PREDICTION -Trailer-

Prediction
curadoria / curated by Milovan Farronato
 
Abertura / Opening
Sábado, 28 de Maio, das 16h às 20h
Saturday, May 28th, 4 - 8 pm

Anal House Meltdown, Giorgio Andreotta Calò, Julie Béna, Adriano Costa, Raúl De Nieves,
Patrizio Di Massimo, f.marquespenteado, Haroon Mirza, Chiara Fumai, Celia Hempton, George Henry Longly,
Christian Holstad, Runa Islam, Zhana Ivanova, Goshka Macuga, Liliana Moro, Christodoulos Panayiotou,
Naufus Ramirez-Figueroa, Mathilde Rosier, Prem Sahib, Daniel Steegmann Mangrané, Santo Tolone,
Erika Verzutti, Wilhelm von Klöden, Philip Wiegard

Mendes Wood DM
Rua da Consolação, 3358
Jardins, São Paulo
 
Paris, 12 de fevereiro de 2016

Caro Milovan,

Na noite passada sonhei com nada: preto puro. E uma narração: a voz de Marilyn Monroe.

Ela repetia apenas três palavras num crescendo desanimador: “Eu já sabia”. Ela repetia isso várias vezes por algum tempo: “Eu já sabia, eu já sabia, EU JÁ SABIA, EU JJÁ SSA-BBI-A”. Começava como uma carícia suave.
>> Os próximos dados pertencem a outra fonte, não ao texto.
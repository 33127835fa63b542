//! SQLite connection pool management.

use sqlx::sqlite::{SqliteConnectOptions, SqliteJournalMode, SqlitePoolOptions, SqliteSynchronous};
use sqlx::SqlitePool;
use std::path::Path;
use std::str::FromStr;
use std::time::Duration;
use thiserror::Error;

use crate::domain::models::DatabaseConfig;

#[derive(Debug, Error)]
pub enum ConnectionError {
    #[error("Failed to create pool: {0}")]
    PoolCreationFailed(#[source] sqlx::Error),
    #[error("Invalid database URL: {0}")]
    InvalidDatabaseUrl(String),
    #[error("Failed to create directory: {0}")]
    DirectoryCreationFailed(#[source] std::io::Error),
    #[error("Connection failed: {0}")]
    ConnectionFailed(#[source] sqlx::Error),
}

#[derive(Debug, Clone)]
pub struct PoolConfig {
    pub max_connections: u32,
    pub min_connections: u32,
    pub acquire_timeout: Duration,
}

impl Default for PoolConfig {
    fn default() -> Self {
        Self {
            max_connections: 5,
            min_connections: 1,
            acquire_timeout: Duration::from_secs(3),
        }
    }
}

impl From<&DatabaseConfig> for PoolConfig {
    fn from(config: &DatabaseConfig) -> Self {
        Self {
            max_connections: config.max_connections.max(1),
            ..Self::default()
        }
    }
}

/// `sqlite:` URL for a database file path.
pub fn database_url(path: &str) -> String {
    if path.starts_with("sqlite:") {
        path.to_string()
    } else {
        format!("sqlite:{path}")
    }
}

pub async fn create_pool(
    database_url: &str,
    config: Option<PoolConfig>,
) -> Result<SqlitePool, ConnectionError> {
    let config = config.unwrap_or_default();
    ensure_database_directory(database_url)?;

    let connect_options = SqliteConnectOptions::from_str(database_url)
        .map_err(|_| ConnectionError::InvalidDatabaseUrl(database_url.to_string()))?
        .create_if_missing(true)
        .journal_mode(SqliteJournalMode::Wal)
        .synchronous(SqliteSynchronous::Normal)
        .busy_timeout(Duration::from_secs(30));

    SqlitePoolOptions::new()
        .max_connections(config.max_connections)
        .min_connections(config.min_connections)
        .acquire_timeout(config.acquire_timeout)
        .connect_with(connect_options)
        .await
        .map_err(ConnectionError::PoolCreationFailed)
}

/// Single-connection in-memory pool for tests.
pub async fn create_test_pool() -> Result<SqlitePool, ConnectionError> {
    let connect_options = SqliteConnectOptions::from_str("sqlite::memory:")
        .map_err(|_| ConnectionError::InvalidDatabaseUrl("sqlite::memory:".to_string()))?
        .journal_mode(SqliteJournalMode::Wal)
        .synchronous(SqliteSynchronous::Normal)
        .shared_cache(true);

    SqlitePoolOptions::new()
        .max_connections(1)
        .connect_with(connect_options)
        .await
        .map_err(ConnectionError::PoolCreationFailed)
}

fn ensure_database_directory(database_url: &str) -> Result<(), ConnectionError> {
    let path = database_url
        .strip_prefix("sqlite://")
        .or_else(|| database_url.strip_prefix("sqlite:"))
        .unwrap_or(database_url);
    let path = path.split('?').next().unwrap_or(path);

    if path == ":memory:" || path.is_empty() {
        return Ok(());
    }

    if let Some(parent) = Path::new(path).parent() {
        if !parent.as_os_str().is_empty() && !parent.exists() {
            std::fs::create_dir_all(parent).map_err(ConnectionError::DirectoryCreationFailed)?;
        }
    }
    Ok(())
}

pub async fn verify_connection(pool: &SqlitePool) -> Result<(), ConnectionError> {
    sqlx::query("SELECT 1")
        .fetch_one(pool)
        .await
        .map_err(ConnectionError::ConnectionFailed)?;
    Ok(())
}
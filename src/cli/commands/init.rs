//! Implementation of the `advisor init` command.

use anyhow::{Context, Result};
use clap::Args;
use std::path::PathBuf;
use tokio::fs;

use crate::adapters::sqlite::{database_url, initialize_database, PoolConfig};
use crate::cli::output::{action_success, output, CommandOutput};
use crate::domain::models::Config;
use crate::infrastructure::config::loader::CONFIG_DIR;

#[derive(Args, Debug)]
pub struct InitArgs {
    /// Overwrite an existing config.yaml with the defaults
    #[arg(long, short)]
    pub force: bool,
}

#[derive(Debug, serde::Serialize)]
pub struct InitOutput {
    pub success: bool,
    pub message: String,
    pub config_path: PathBuf,
    pub config_written: bool,
    pub database_path: String,
}

impl CommandOutput for InitOutput {
    fn to_human(&self) -> String {
        let mut lines = vec![action_success(&self.message)];
        if self.config_written {
            lines.push(format!("Wrote default configuration to {}", self.config_path.display()));
        } else {
            lines.push(format!("Kept existing configuration at {}", self.config_path.display()));
        }
        lines.push(format!("Database ready at {}", self.database_path));
        lines.join("\n")
    }
}

pub async fn execute(args: InitArgs, config: &Config, json_mode: bool) -> Result<()> {
    let config_dir = PathBuf::from(CONFIG_DIR);
    fs::create_dir_all(&config_dir)
        .await
        .with_context(|| format!("Failed to create {}", config_dir.display()))?;

    let config_path = config_dir.join("config.yaml");
    let config_written = args.force || !config_path.exists();
    if config_written {
        let yaml = serde_yaml::to_string(&Config::default())
            .context("Failed to serialize default configuration")?;
        fs::write(&config_path, yaml)
            .await
            .with_context(|| format!("Failed to write {}", config_path.display()))?;
    }

    let url = database_url(&config.database.path);
    initialize_database(&url, Some(PoolConfig::from(&config.database)))
        .await
        .context("Failed to initialize database")?;

    output(
        &InitOutput {
            success: true,
            message: "Project initialized.".to_string(),
            config_path,
            config_written,
            database_path: config.database.path.clone(),
        },
        json_mode,
    );
    Ok(())
}
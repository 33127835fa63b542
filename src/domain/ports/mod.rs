//! Port trait definitions (Hexagonal Architecture)
//!
//! Contracts for the collaborators surrounding the engines:
//! - ConversationRepository: read/commit of per-session state
//! - MessageAnalyzer: natural-language analysis of a user message
//! - ResponseGenerator: prose generation from composed instructions

pub mod conversation_repository;
pub mod message_analyzer;
pub mod response_generator;

pub use conversation_repository::ConversationRepository;
pub use message_analyzer::MessageAnalyzer;
pub use response_generator::{GenerationRequest, ResponseGenerator};
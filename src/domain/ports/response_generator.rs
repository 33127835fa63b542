use async_trait::async_trait;
use serde::Serialize;

use crate::domain::errors::DomainResult;
use crate::domain::models::{Action, Phase};

/// Everything the generation layer receives for one turn.
#[derive(Debug, Clone, Serialize)]
pub struct GenerationRequest {
    pub phase: Phase,
    pub action: Action,
    /// Base persona text with the selected overlay appended.
    pub instructions: String,
    pub user_message: String,
}

/// Produces the reply prose for a committed decision.
#[async_trait]
pub trait ResponseGenerator: Send + Sync {
    async fn generate(&self, request: &GenerationRequest) -> DomainResult<String>;
}
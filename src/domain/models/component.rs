//! UI component rules, policies and the one-shot flag slice.
//!
//! Rules and policies are static configuration. A rule proposes a component
//! at a trigger point when its condition holds; a policy is a hard veto
//! evaluated afterwards and cannot be outranked by rule priority.

use serde::{Deserialize, Serialize};
use serde_json::Value;
use std::collections::{BTreeMap, BTreeSet};
use std::fmt;
use std::str::FromStr;

use super::action::Action;
use super::conversation::{ClosingTrack, ConversationState};
use super::decision::Decision;
use super::effective::EffectiveState;
use super::phase::Phase;

// ---------------------------------------------------------------------------
// Identifiers
// ---------------------------------------------------------------------------

/// Kind of auxiliary UI element that may accompany a reply.
#[derive(Debug, Clone, Copy, PartialEq, Eq, PartialOrd, Ord, Hash, Serialize, Deserialize)]
#[serde(rename_all = "snake_case")]
pub enum ComponentType {
    EmailCapture,
    SummaryCard,
    ProgressIndicator,
    BookingCard,
    ResourceCard,
}

impl ComponentType {
    pub const ALL: [Self; 5] = [
        Self::EmailCapture,
        Self::SummaryCard,
        Self::ProgressIndicator,
        Self::BookingCard,
        Self::ResourceCard,
    ];

    pub const fn as_str(self) -> &'static str {
        match self {
            Self::EmailCapture => "email_capture",
            Self::SummaryCard => "summary_card",
            Self::ProgressIndicator => "progress_indicator",
            Self::BookingCard => "booking_card",
            Self::ResourceCard => "resource_card",
        }
    }
}

impl fmt::Display for ComponentType {
    fn fmt(&self, f: &mut fmt::Formatter<'_>) -> fmt::Result {
        f.write_str(self.as_str())
    }
}

/// Point in turn processing at which component rules are evaluated.
#[derive(Debug, Clone, Copy, PartialEq, Eq, PartialOrd, Ord, Hash, Serialize, Deserialize)]
#[serde(rename_all = "snake_case")]
pub enum TriggerPoint {
    AfterResponse,
    PhaseTransition,
    SessionComplete,
}

impl TriggerPoint {
    pub const ALL: [Self; 3] = [
        Self::AfterResponse,
        Self::PhaseTransition,
        Self::SessionComplete,
    ];

    /// Exactly one trigger point per turn, chosen from the committed decision.
    pub fn for_decision(decision: &Decision) -> Self {
        match decision.transition {
            Some(t) if t.to == Phase::Complete => Self::SessionComplete,
            Some(_) => Self::PhaseTransition,
            None => Self::AfterResponse,
        }
    }

    pub const fn as_str(self) -> &'static str {
        match self {
            Self::AfterResponse => "after_response",
            Self::PhaseTransition => "phase_transition",
            Self::SessionComplete => "session_complete",
        }
    }
}

impl fmt::Display for TriggerPoint {
    fn fmt(&self, f: &mut fmt::Formatter<'_>) -> fmt::Result {
        f.write_str(self.as_str())
    }
}

impl FromStr for TriggerPoint {
    type Err = String;

    fn from_str(s: &str) -> Result<Self, Self::Err> {
        match s.trim().to_lowercase().as_str() {
            "after_response" => Ok(Self::AfterResponse),
            "phase_transition" => Ok(Self::PhaseTransition),
            "session_complete" => Ok(Self::SessionComplete),
            other => Err(format!("unknown trigger point: {other}")),
        }
    }
}

// ---------------------------------------------------------------------------
// Evaluation context
// ---------------------------------------------------------------------------

/// What rules and policies can see: the state as it will be committed, the
/// turn's working view, and the decision that produced it.
#[derive(Debug, Clone, Copy)]
pub struct ComponentContext<'a> {
    pub state: &'a ConversationState,
    pub effective: &'a EffectiveState,
    pub decision: &'a Decision,
}

impl ComponentContext<'_> {
    pub const fn turn(&self) -> u32 {
        self.effective.turn
    }

    pub const fn phase(&self) -> Phase {
        self.state.phase
    }
}

// ---------------------------------------------------------------------------
// Conditions
// ---------------------------------------------------------------------------

/// Score referenced by a `score_at_least` condition.
#[derive(Debug, Clone, Copy, PartialEq, Eq, Serialize, Deserialize)]
#[serde(rename_all = "snake_case")]
pub enum ScoreKind {
    Clarity,
    Confidence,
    Capacity,
}

/// Business-rule predicate. Evaluated by [`RuleCondition::holds`].
#[derive(Debug, Clone, Default, PartialEq, Serialize, Deserialize)]
#[serde(tag = "type", rename_all = "snake_case")]
pub enum RuleCondition {
    #[default]
    Always,
    PhaseIs { phase: Phase },
    PhaseAtLeast { phase: Phase },
    TurnAtLeast { turn: u32 },
    ActionIs { action: Action },
    ConstraintIdentified,
    ClosingTrackIs { track: ClosingTrack },
    ScoreAtLeast { score: ScoreKind, value: f64 },
    All { conditions: Vec<RuleCondition> },
    Any { conditions: Vec<RuleCondition> },
    Not { condition: Box<RuleCondition> },
}

impl RuleCondition {
    pub fn holds(&self, ctx: &ComponentContext<'_>) -> bool {
        match self {
            Self::Always => true,
            Self::PhaseIs { phase } => ctx.phase() == *phase,
            Self::PhaseAtLeast { phase } => ctx.phase() >= *phase,
            Self::TurnAtLeast { turn } => ctx.turn() >= *turn,
            Self::ActionIs { action } => ctx.decision.action == *action,
            Self::ConstraintIdentified => ctx.state.constraint_category.is_some(),
            Self::ClosingTrackIs { track } => ctx.state.closing_sequence.track == Some(*track),
            Self::ScoreAtLeast { score, value } => {
                let scores = &ctx.state.scores;
                let current = match score {
                    ScoreKind::Clarity => scores.clarity,
                    ScoreKind::Confidence => scores.confidence,
                    ScoreKind::Capacity => scores.capacity,
                };
                current >= *value
            }
            Self::All { conditions } => conditions.iter().all(|c| c.holds(ctx)),
            Self::Any { conditions } => conditions.iter().any(|c| c.holds(ctx)),
            Self::Not { condition } => !condition.holds(ctx),
        }
    }
}

// ---------------------------------------------------------------------------
// Rules and policies
// ---------------------------------------------------------------------------

/// Proposes `component` at `trigger` when `condition` holds.
#[derive(Debug, Clone, PartialEq, Serialize, Deserialize)]
pub struct ComponentRule {
    pub name: String,
    pub trigger: TriggerPoint,
    pub component: ComponentType,
    /// Higher wins within a component type.
    #[serde(default)]
    pub priority: i32,
    #[serde(default)]
    pub condition: RuleCondition,
    /// Rendered text. Empty for purely visual components. `{category}`,
    /// `{phase}`, `{turn}` and `{business_name}` are substituted.
    #[serde(default)]
    pub text: String,
}

/// One hard constraint inside a policy.
#[derive(Debug, Clone, PartialEq, Eq, Serialize, Deserialize)]
#[serde(tag = "type", rename_all = "snake_case")]
pub enum PolicyConstraint {
    /// Inclusive turn window.
    TurnWindow { min: u32, max: u32 },
    OncePerSession,
    PhaseIn { phases: Vec<Phase> },
    PhaseAtLeast { phase: Phase },
}

impl PolicyConstraint {
    fn passes(&self, component: ComponentType, ctx: &ComponentContext<'_>) -> bool {
        match self {
            Self::TurnWindow { min, max } => (*min..=*max).contains(&ctx.turn()),
            Self::OncePerSession => !ctx.state.component_flags.is_shown(component),
            Self::PhaseIn { phases } => phases.contains(&ctx.phase()),
            Self::PhaseAtLeast { phase } => ctx.phase() >= *phase,
        }
    }
}

/// Conjunction of hard constraints guarding one component type.
#[derive(Debug, Clone, PartialEq, Eq, Serialize, Deserialize)]
pub struct ComponentPolicy {
    pub component: ComponentType,
    #[serde(default)]
    pub constraints: Vec<PolicyConstraint>,
}

impl ComponentPolicy {
    /// A policy with no constraints: everything passes.
    pub const fn permissive(component: ComponentType) -> Self {
        Self {
            component,
            constraints: Vec::new(),
        }
    }

    pub fn is_single_use(&self) -> bool {
        self.constraints.contains(&PolicyConstraint::OncePerSession)
    }

    /// The first constraint that fails, if any.
    pub fn first_violation(&self, ctx: &ComponentContext<'_>) -> Option<&PolicyConstraint> {
        self.constraints
            .iter()
            .find(|c| !c.passes(self.component, ctx))
    }
}

// ---------------------------------------------------------------------------
// Output and flags
// ---------------------------------------------------------------------------

/// A component selected for this turn.
#[derive(Debug, Clone, PartialEq, Serialize, Deserialize)]
pub struct RenderedComponent {
    pub component_type: ComponentType,
    pub text: String,
    #[serde(default)]
    pub metadata: BTreeMap<String, Value>,
}

/// Single-use components already shown in a session.
#[derive(Debug, Clone, Default, PartialEq, Eq, Serialize, Deserialize)]
#[serde(transparent)]
pub struct ComponentFlags {
    shown: BTreeSet<ComponentType>,
}

impl ComponentFlags {
    pub fn is_shown(&self, component: ComponentType) -> bool {
        self.shown.contains(&component)
    }

    /// Returns `false` if the flag was already set.
    pub fn mark_shown(&mut self, component: ComponentType) -> bool {
        self.shown.insert(component)
    }

    pub fn merge(&mut self, other: &Self) {
        self.shown.extend(other.shown.iter().copied());
    }

    pub fn iter(&self) -> impl Iterator<Item = ComponentType> + '_ {
        self.shown.iter().copied()
    }

    pub fn is_empty(&self) -> bool {
        self.shown.is_empty()
    }
}
use serde::{Deserialize, Serialize};

/// Main configuration structure for the advisor
#[derive(Debug, Clone, Default, Serialize, Deserialize)]
#[serde(rename_all = "snake_case")]
pub struct Config {
    /// Database configuration
    #[serde(default)]
    pub database: DatabaseConfig,

    /// Logging configuration
    #[serde(default)]
    pub logging: LoggingConfig,

    /// Decision engine thresholds
    #[serde(default)]
    pub engine: EngineConfig,

    /// Component rule registry source
    #[serde(default)]
    pub components: ComponentsConfig,

    /// Prompt overlay source
    #[serde(default)]
    pub overlays: OverlaysConfig,

    /// Turn commit retry policy
    #[serde(default)]
    pub coordinator: CoordinatorConfig,
}

/// Database configuration
#[derive(Debug, Clone, Serialize, Deserialize)]
#[serde(rename_all = "snake_case")]
pub struct DatabaseConfig {
    /// Path to `SQLite` database file
    #[serde(default = "default_database_path")]
    pub path: String,

    /// Maximum number of database connections in pool
    #[serde(default = "default_max_connections")]
    pub max_connections: u32,
}

fn default_database_path() -> String {
    ".advisor/advisor.db".to_string()
}

const fn default_max_connections() -> u32 {
    5
}

impl Default for DatabaseConfig {
    fn default() -> Self {
        Self {
            path: default_database_path(),
            max_connections: default_max_connections(),
        }
    }
}

/// Logging configuration
#[derive(Debug, Clone, Serialize, Deserialize)]
#[serde(rename_all = "snake_case")]
pub struct LoggingConfig {
    /// Log level: trace, debug, info, warn, error
    #[serde(default = "default_log_level")]
    pub level: String,

    /// Log format: json or pretty
    #[serde(default = "default_log_format")]
    pub format: String,

    /// Directory for rolling log files; console only when unset
    #[serde(default)]
    pub log_dir: Option<String>,

    /// File rotation: daily, hourly or never
    #[serde(default = "default_rotation")]
    pub rotation: String,
}

fn default_log_level() -> String {
    "info".to_string()
}

fn default_log_format() -> String {
    "pretty".to_string()
}

fn default_rotation() -> String {
    "daily".to_string()
}

impl Default for LoggingConfig {
    fn default() -> Self {
        Self {
            level: default_log_level(),
            format: default_log_format(),
            log_dir: None,
            rotation: default_rotation(),
        }
    }
}

/// Decision engine thresholds and windows
#[derive(Debug, Clone, PartialEq, Serialize, Deserialize)]
#[serde(rename_all = "snake_case", default)]
pub struct EngineConfig {
    /// Consecutive rejections before the hypothesis is pivoted
    pub rejection_threshold: u32,

    /// Consecutive tactical questions before redirecting
    pub tactical_drift_threshold: u32,

    /// Consecutive low-effort replies before pushing back
    pub low_effort_threshold: u32,

    /// Number of recent actions checked by the variety filter
    pub variety_window: usize,

    pub min_diagnostic_turns: u32,
    pub min_depth_turns: u32,

    /// Clarity required to present a hypothesis
    pub hypothesis_clarity_threshold: f64,

    /// Clarity required to enter closing
    pub closing_clarity_threshold: f64,

    /// Capacity at or below which closing uses the self-directed track
    pub low_capacity_threshold: f64,
}

impl Default for EngineConfig {
    fn default() -> Self {
        Self {
            rejection_threshold: 2,
            tactical_drift_threshold: 2,
            low_effort_threshold: 2,
            variety_window: 3,
            min_diagnostic_turns: 2,
            min_depth_turns: 2,
            hypothesis_clarity_threshold: 0.45,
            closing_clarity_threshold: 0.60,
            low_capacity_threshold: 0.30,
        }
    }
}

/// Component rule registry configuration
#[derive(Debug, Clone, Default, Serialize, Deserialize)]
#[serde(rename_all = "snake_case")]
pub struct ComponentsConfig {
    /// YAML file with rules and policies; built-ins when unset
    #[serde(default)]
    pub rules_path: Option<String>,
}

/// Overlay registry configuration
#[derive(Debug, Clone, Default, Serialize, Deserialize)]
#[serde(rename_all = "snake_case")]
pub struct OverlaysConfig {
    /// YAML file overriding built-in overlays
    #[serde(default)]
    pub path: Option<String>,
}

/// Optimistic commit retry configuration
#[derive(Debug, Clone, Serialize, Deserialize)]
#[serde(rename_all = "snake_case")]
pub struct CoordinatorConfig {
    /// Maximum number of re-reads after a version conflict
    #[serde(default = "default_max_commit_retries")]
    pub max_commit_retries: u32,

    /// Initial backoff delay in milliseconds
    #[serde(default = "default_initial_backoff_ms")]
    pub initial_backoff_ms: u64,

    /// Maximum backoff delay in milliseconds
    #[serde(default = "default_max_backoff_ms")]
    pub max_backoff_ms: u64,
}

const fn default_max_commit_retries() -> u32 {
    3
}

const fn default_initial_backoff_ms() -> u64 {
    50
}

const fn default_max_backoff_ms() -> u64 {
    1000
}

impl Default for CoordinatorConfig {
    fn default() -> Self {
        Self {
            max_commit_retries: default_max_commit_retries(),
            initial_backoff_ms: default_initial_backoff_ms(),
            max_backoff_ms: default_max_backoff_ms(),
        }
    }
}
O instável sussurro ofegante da loira que nós fomos ensinados a “preferir”. Mas o sussurro de Marilyn rapidamente transformou-se em um agudo grito gaguejante. Cada vez mais alto. Acordei sentindo-me perturbado.

Liguei para o Jean. Ele me contou que Marilyn tinha um problema crônico de gagueira e fez muitas aulas para disfarçá-lo. Uma vez domada sua própria voz, ela treinou intencionalmente para soar como se “ela estivesse acabando de acordar” e, por consequência, “todos nós pensávamos em acordar ao lado dela”. Então eu percebi que eu sonhei com a Marilyn voltando a ser a Norma Jeane. Eu vi Marilyn acordando ao lado dela, desiludida. Ouvindo sua verdadeira voz e vendo-a interpretar o papel mais secreto em que ela atuou, ela mesma.

Me lembro vividamente do dia em que fui apresentado ao termo “Ironia Trágica” na escola. Era um outubro quente. Eu devia ser calouro no ensino médio. Foi durante uma das primeiras aulas que tive sobre “Literatura grega antiga”. Estávamos estudando “Édipo Rei”, de Sófocles, e nossa professora descreveu a “Ironia Trágica” como o único filtro através do qual deve-se ler o teatro antigo. Ela disse que “quando as palavras e ações dos personagens contradizem a situação, a qual os espectadores compreendem por completo” isso adiciona uma tensão específica à narrativa. Muitos anos depois, na França, eu aprenderia que o termo “Ironia Trágica” era desconhecido dos poetas gregos antigos e, assim, não poderia ter sido um fim em si mesmo. Foi cunhado muitos anos depois, em 1833, por um bispo anglicano chamado Conhop Thirlwall e parece ser o mero produto do encontro entre Moral Cristã e Romantismo.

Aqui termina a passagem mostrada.